It is also objected that the court permitted a conversation had with one of the defendants to be admitted in evidence. This defendant denied the substance of the conversation. The court admitted it solely as against such defendant, and instructed the jury it should not be considered as to the other defendants. We have held this is not error. People v. Fox, 269 Ill. 300; People v. Bloom, 370 Ill. 144.

It is also claimed the defendants did not have a fair trial because at the close of one day’s session one of the defendants was taken into custody by a police officer, and that the newspapers the following day featured the arrest of this defendant. The jury was not locked up and a motion was made for a mistrial, which was denied by the court. There is nothing in the record to show whether the jury saw or read the newspaper articles nor anything except the statement of counsel for plaintiffs in error that they were prejudiced thereby. In the absence of any such showing we have held it is not error to refuse to withdraw a juror and declare a mistrial: People v. Herbert, 340 Ill. 320.
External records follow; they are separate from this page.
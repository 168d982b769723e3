//! Extended (MAPI) property definitions.
//!
//! An extended property is addressed either by a MAPI property tag or by a
//! property set (distinguished or GUID) plus a name or numeric id.

use crate::common::error::{Error, Result};
use crate::common::xml::{EwsXmlReader, EwsXmlWriter, XmlNamespace};
use crate::schema::codec::ScalarKind;
use std::fmt;
use std::str::FromStr;

/// Well-known property sets.
#[derive(Debug, Clone, Copy, PartialEq, Eq, Hash)]
pub enum DefaultExtendedPropertySet {
    Meeting,
    Appointment,
    Common,
    PublicStrings,
    Address,
    InternetHeaders,
    CalendarAssistant,
    UnifiedMessaging,
    Task,
}

impl DefaultExtendedPropertySet {
    const ALL: [DefaultExtendedPropertySet; 9] = [
        DefaultExtendedPropertySet::Meeting,
        DefaultExtendedPropertySet::Appointment,
        DefaultExtendedPropertySet::Common,
        DefaultExtendedPropertySet::PublicStrings,
        DefaultExtendedPropertySet::Address,
        DefaultExtendedPropertySet::InternetHeaders,
        DefaultExtendedPropertySet::CalendarAssistant,
        DefaultExtendedPropertySet::UnifiedMessaging,
        DefaultExtendedPropertySet::Task,
    ];

    pub const fn as_str(self) -> &'static str {
        match self {
            DefaultExtendedPropertySet::Meeting => "Meeting",
            DefaultExtendedPropertySet::Appointment => "Appointment",
            DefaultExtendedPropertySet::Common => "Common",
            DefaultExtendedPropertySet::PublicStrings => "PublicStrings",
            DefaultExtendedPropertySet::Address => "Address",
            DefaultExtendedPropertySet::InternetHeaders => "InternetHeaders",
            DefaultExtendedPropertySet::CalendarAssistant => "CalendarAssistant",
            DefaultExtendedPropertySet::UnifiedMessaging => "UnifiedMessaging",
            DefaultExtendedPropertySet::Task => "Task",
        }
    }
}

impl FromStr for DefaultExtendedPropertySet {
    type Err = Error;

    fn from_str(s: &str) -> Result<Self> {
        Self::ALL
            .into_iter()
            .find(|set| set.as_str() == s)
            .ok_or_else(|| Error::Deserialization(format!("Unknown property set: {}", s)))
    }
}

/// MAPI type of an extended property value.
#[derive(Debug, Clone, Copy, PartialEq, Eq, Hash)]
pub enum MapiPropertyType {
    Binary,
    Boolean,
    Double,
    Integer,
    Long,
    Short,
    String,
    SystemTime,
}

impl MapiPropertyType {
    const ALL: [MapiPropertyType; 8] = [
        MapiPropertyType::Binary,
        MapiPropertyType::Boolean,
        MapiPropertyType::Double,
        MapiPropertyType::Integer,
        MapiPropertyType::Long,
        MapiPropertyType::Short,
        MapiPropertyType::String,
        MapiPropertyType::SystemTime,
    ];

    pub const fn as_str(self) -> &'static str {
        match self {
            MapiPropertyType::Binary => "Binary",
            MapiPropertyType::Boolean => "Boolean",
            MapiPropertyType::Double => "Double",
            MapiPropertyType::Integer => "Integer",
            MapiPropertyType::Long => "Long",
            MapiPropertyType::Short => "Short",
            MapiPropertyType::String => "String",
            MapiPropertyType::SystemTime => "SystemTime",
        }
    }

    /// Scalar codec used for values of this type.
    pub const fn scalar_kind(self) -> ScalarKind {
        match self {
            MapiPropertyType::Binary => ScalarKind::Base64,
            MapiPropertyType::Boolean => ScalarKind::Boolean,
            MapiPropertyType::Double => ScalarKind::Double,
            MapiPropertyType::Integer | MapiPropertyType::Short => ScalarKind::Integer,
            MapiPropertyType::Long => ScalarKind::Long,
            MapiPropertyType::String => ScalarKind::String,
            MapiPropertyType::SystemTime => ScalarKind::DateTime,
        }
    }
}

impl FromStr for MapiPropertyType {
    type Err = Error;

    fn from_str(s: &str) -> Result<Self> {
        Self::ALL
            .into_iter()
            .find(|t| t.as_str() == s)
            .ok_or_else(|| Error::Deserialization(format!("Unsupported MAPI property type: {}", s)))
    }
}

/// Property set an extended property belongs to.
#[derive(Debug, Clone, PartialEq, Eq, Hash)]
pub enum PropertySetId {
    Distinguished(DefaultExtendedPropertySet),
    Guid(String),
}

/// How the property is named inside its set.
#[derive(Debug, Clone, PartialEq, Eq, Hash)]
pub enum PropertyKey {
    Tag(u16),
    Named { set: PropertySetId, name: String },
    Id { set: PropertySetId, id: i32 },
}

/// Identity and type of an extended property.
#[derive(Debug, Clone, PartialEq, Eq, Hash)]
pub struct ExtendedPropertyDefinition {
    key: PropertyKey,
    mapi_type: MapiPropertyType,
}

impl ExtendedPropertyDefinition {
    pub fn with_tag(tag: u16, mapi_type: MapiPropertyType) -> Self {
        Self {
            key: PropertyKey::Tag(tag),
            mapi_type,
        }
    }

    pub fn with_name(
        set: PropertySetId,
        name: impl Into<String>,
        mapi_type: MapiPropertyType,
    ) -> Result<Self> {
        let name = name.into();
        if name.is_empty() {
            return Err(Error::Validation(
                "Extended property name must not be empty".to_string(),
            ));
        }
        validate_set(&set)?;
        Ok(Self {
            key: PropertyKey::Named { set, name },
            mapi_type,
        })
    }

    pub fn with_id(set: PropertySetId, id: i32, mapi_type: MapiPropertyType) -> Result<Self> {
        validate_set(&set)?;
        Ok(Self {
            key: PropertyKey::Id { set, id },
            mapi_type,
        })
    }

    pub fn key(&self) -> &PropertyKey {
        &self.key
    }

    pub fn mapi_type(&self) -> MapiPropertyType {
        self.mapi_type
    }

    /// Read the attributes of an `ExtendedFieldURI` start tag.
    pub fn read_attributes(reader: &EwsXmlReader<'_>) -> Result<Self> {
        let mapi_type: MapiPropertyType = reader
            .attribute("PropertyType")
            .ok_or_else(|| Error::Deserialization("ExtendedFieldURI without PropertyType".to_string()))?
            .parse()?;

        let set = match (
            reader.attribute("DistinguishedPropertySetId"),
            reader.attribute("PropertySetId"),
        ) {
            (Some(name), None) => Some(PropertySetId::Distinguished(name.parse()?)),
            (None, Some(guid)) => Some(PropertySetId::Guid(guid.to_string())),
            (None, None) => None,
            (Some(_), Some(_)) => {
                return Err(Error::Deserialization(
                    "ExtendedFieldURI names two property sets".to_string(),
                ));
            },
        };

        let key = match (
            set,
            reader.attribute("PropertyTag"),
            reader.attribute("PropertyName"),
            reader.attribute("PropertyId"),
        ) {
            (None, Some(tag), None, None) => PropertyKey::Tag(parse_tag(tag)?),
            (Some(set), None, Some(name), None) => PropertyKey::Named {
                set,
                name: name.to_string(),
            },
            (Some(set), None, None, Some(id)) => PropertyKey::Id {
                set,
                id: atoi_simd::parse::<i32, false, false>(id.trim().as_bytes()).map_err(|_| {
                    Error::Deserialization(format!("Invalid PropertyId: {}", id))
                })?,
            },
            _ => {
                return Err(Error::Deserialization(
                    "ExtendedFieldURI needs a tag, or a property set with a name or id".to_string(),
                ));
            },
        };

        Ok(Self { key, mapi_type })
    }

    /// Write `<t:ExtendedFieldURI .../>`.
    pub fn write_to_xml(&self, writer: &mut EwsXmlWriter) -> Result<()> {
        writer.write_start_element(XmlNamespace::Types, "ExtendedFieldURI");
        match &self.key {
            PropertyKey::Tag(tag) => {
                writer.write_attribute("PropertyTag", &format!("0x{:04x}", tag))?;
            },
            PropertyKey::Named { set, name } => {
                write_set(writer, set)?;
                writer.write_attribute("PropertyName", name)?;
            },
            PropertyKey::Id { set, id } => {
                write_set(writer, set)?;
                writer.write_attribute("PropertyId", itoa::Buffer::new().format(*id))?;
            },
        }
        writer.write_attribute("PropertyType", self.mapi_type.as_str())?;
        writer.write_end_element()
    }
}

fn validate_set(set: &PropertySetId) -> Result<()> {
    match set {
        PropertySetId::Guid(guid) if guid.trim().is_empty() => Err(Error::Validation(
            "Property set GUID must not be empty".to_string(),
        )),
        _ => Ok(()),
    }
}

fn write_set(writer: &mut EwsXmlWriter, set: &PropertySetId) -> Result<()> {
    match set {
        PropertySetId::Distinguished(set) => {
            writer.write_attribute("DistinguishedPropertySetId", set.as_str())
        },
        PropertySetId::Guid(guid) => writer.write_attribute("PropertySetId", guid),
    }
}

fn parse_tag(text: &str) -> Result<u16> {
    let text = text.trim();
    let parsed = match text.strip_prefix("0x").or_else(|| text.strip_prefix("0X")) {
        Some(hex) => u16::from_str_radix(hex, 16).ok(),
        None => atoi_simd::parse::<u16, false, false>(text.as_bytes()).ok(),
    };
    parsed.ok_or_else(|| Error::Deserialization(format!("Invalid PropertyTag: {}", text)))
}

impl fmt::Display for ExtendedPropertyDefinition {
    fn fmt(&self, f: &mut fmt::Formatter<'_>) -> fmt::Result {
        let set_name = |set: &PropertySetId| match set {
            PropertySetId::Distinguished(set) => set.as_str().to_string(),
            PropertySetId::Guid(guid) => guid.clone(),
        };
        match &self.key {
            PropertyKey::Tag(tag) => write!(f, "0x{:04x} ({})", tag, self.mapi_type.as_str()),
            PropertyKey::Named { set, name } => {
                write!(f, "{}:{} ({})", set_name(set), name, self.mapi_type.as_str())
            },
            PropertyKey::Id { set, id } => {
                write!(f, "{}:{} ({})", set_name(set), id, self.mapi_type.as_str())
            },
        }
    }
}

#[cfg(test)]
mod tests {
    use super::*;

    fn read(xml: &str) -> Result<ExtendedPropertyDefinition> {
        let mut reader = EwsXmlReader::new(xml);
        reader.read()?;
        ExtendedPropertyDefinition::read_attributes(&reader)
    }

    #[test]
    fn test_tag_written_as_hex() {
        let definition = ExtendedPropertyDefinition::with_tag(0x0E07, MapiPropertyType::Integer);
        let mut writer = EwsXmlWriter::new(crate::common::ExchangeVersion::Exchange2010);
        definition.write_to_xml(&mut writer).unwrap();
        let xml = writer.into_string().unwrap();
        assert_eq!(
            xml,
            "<t:ExtendedFieldURI PropertyTag=\"0x0e07\" PropertyType=\"Integer\"/>"
        );
        assert_eq!(
            read(r#"<ExtendedFieldURI PropertyTag="0x0e07" PropertyType="Integer"/>"#).unwrap(),
            definition
        );
        assert_eq!(
            read(r#"<ExtendedFieldURI PropertyTag="3591" PropertyType="Integer"/>"#).unwrap(),
            definition
        );
    }

    #[test]
    fn test_named_property() {
        let definition = read(
            r#"<ExtendedFieldURI DistinguishedPropertySetId="PublicStrings" PropertyName="Project" PropertyType="String"/>"#,
        )
        .unwrap();
        assert_eq!(
            definition,
            ExtendedPropertyDefinition::with_name(
                PropertySetId::Distinguished(DefaultExtendedPropertySet::PublicStrings),
                "Project",
                MapiPropertyType::String,
            )
            .unwrap()
        );
        assert_eq!(definition.to_string(), "PublicStrings:Project (String)");
    }

    #[test]
    fn test_invalid_definitions() {
        assert!(read(r#"<ExtendedFieldURI PropertyName="x" PropertyType="String"/>"#).is_err());
        assert!(read(r#"<ExtendedFieldURI PropertyTag="0x1000"/>"#).is_err());
        assert!(read(r#"<ExtendedFieldURI PropertyTag="zz" PropertyType="String"/>"#).is_err());
        assert!(
            ExtendedPropertyDefinition::with_name(
                PropertySetId::Guid(String::new()),
                "x",
                MapiPropertyType::String
            )
            .is_err()
        );
    }
}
The complaint is also made certain instructions were tendered by the defendants and refused by the court. No *208contention is made there were any instructions given which did not correctly state the law, but that the court erred in refusing certain instructions tendered on behalf of the defendants. We have examined the entire series with care, and without going into detail find there was no error in the giving or the refusing of instructions.

The trial of this cause took more than three weeks and involved a great amount of testimony. It is not necessary that the trial court be absolutely free from error in order that the verdict of the jury and the judgment of the court be affirmed. If the case shows the case was fairly tried, that no substantial error occurred in the conduct of the trial or the attitude of the court, and the evidence shows beyond a reasonable doubt the guilt of defendants, the judgment of the trial court should be affirmed.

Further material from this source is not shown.